I have machines with PowerShell 2.0 and 3.0 but not 1.0, so my results may differ. When I run your code on my PowerShell 3.0 box, I get:

A command that prompts the user failed because the host program or the command type does not support user interaction. Try a host program that supports user interaction, such as the Windows PowerShell Console or Windows PowerShell ISE, and remove prompt-related commands from command types that do not support user interaction, such as Windows PowerShell workflows.

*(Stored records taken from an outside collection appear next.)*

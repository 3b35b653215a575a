use std::sync::Arc;

use tracing::error;

use agora_db::Database;

use crate::error::ApiError;
use crate::google::GoogleClient;

pub type AppState = Arc<AppStateInner>;

pub struct AppStateInner {
    pub db: Database,
    pub google: GoogleClient,
    /// Adds `Secure` to the session cookie; enable behind HTTPS.
    pub cookie_secure: bool,
}

impl AppStateInner {
    /// Run a blocking database call off the async runtime.
    pub async fn run_db<F, T>(self: &Arc<Self>, f: F) -> Result<T, ApiError>
    where
        F: FnOnce(&Database) -> anyhow::Result<T> + Send + 'static,
        T: Send + 'static,
    {
        let state = Arc::clone(self);
        tokio::task::spawn_blocking(move || f(&state.db))
            .await
            .map_err(|e| {
                error!("spawn_blocking join error: {}", e);
                ApiError::ConnectionFailed(e.into())
            })?
            .map_err(ApiError::from)
    }
}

It didn't like the Write-Host, so I changed your script to

param([string]$Username)

Get-Date
Get-ChildItem -Path $userName

Get-Date so that I could see some output without depending on the parameter and GCI to use the parameter. I modified your code to look like this:

RunspaceConfiguration runspaceConfiguration = RunspaceConfiguration.Create();
using (var runspace = RunspaceFactory.CreateRunspace(runspaceConfiguration))
{
    runspace.Open();

    String scriptfile = @"..\..\..\test.ps1";
    String path = @"C:\Users\Public\";

    var pipeline = runspace.CreatePipeline();
    pipeline.Commands.Add(new Command("Set-ExecutionPolicy RemoteSigned -Scope Process", true));
    pipeline.Invoke();

    pipeline = runspace.CreatePipeline();
    var myCommand = new Command(scriptfile, false);
    var testParam = new CommandParameter("username", path);
    myCommand.Parameters.Add(testParam);
    pipeline.Commands.Add(myCommand);
    var psObjects = pipeline.Invoke();
    foreach (var obj in psObjects)
    {
        Console.WriteLine(obj.ToString());
    }
    runspace.Close();
}

Console.WriteLine("Press a key to continue...");
Console.ReadKey(true);

and it ran without error and displayed the folder contents, on both PoSh 2 and 3.

For info, if you're only setting the execution policy for the current process, you don't need to run elevated, hence I was able to do it in-code.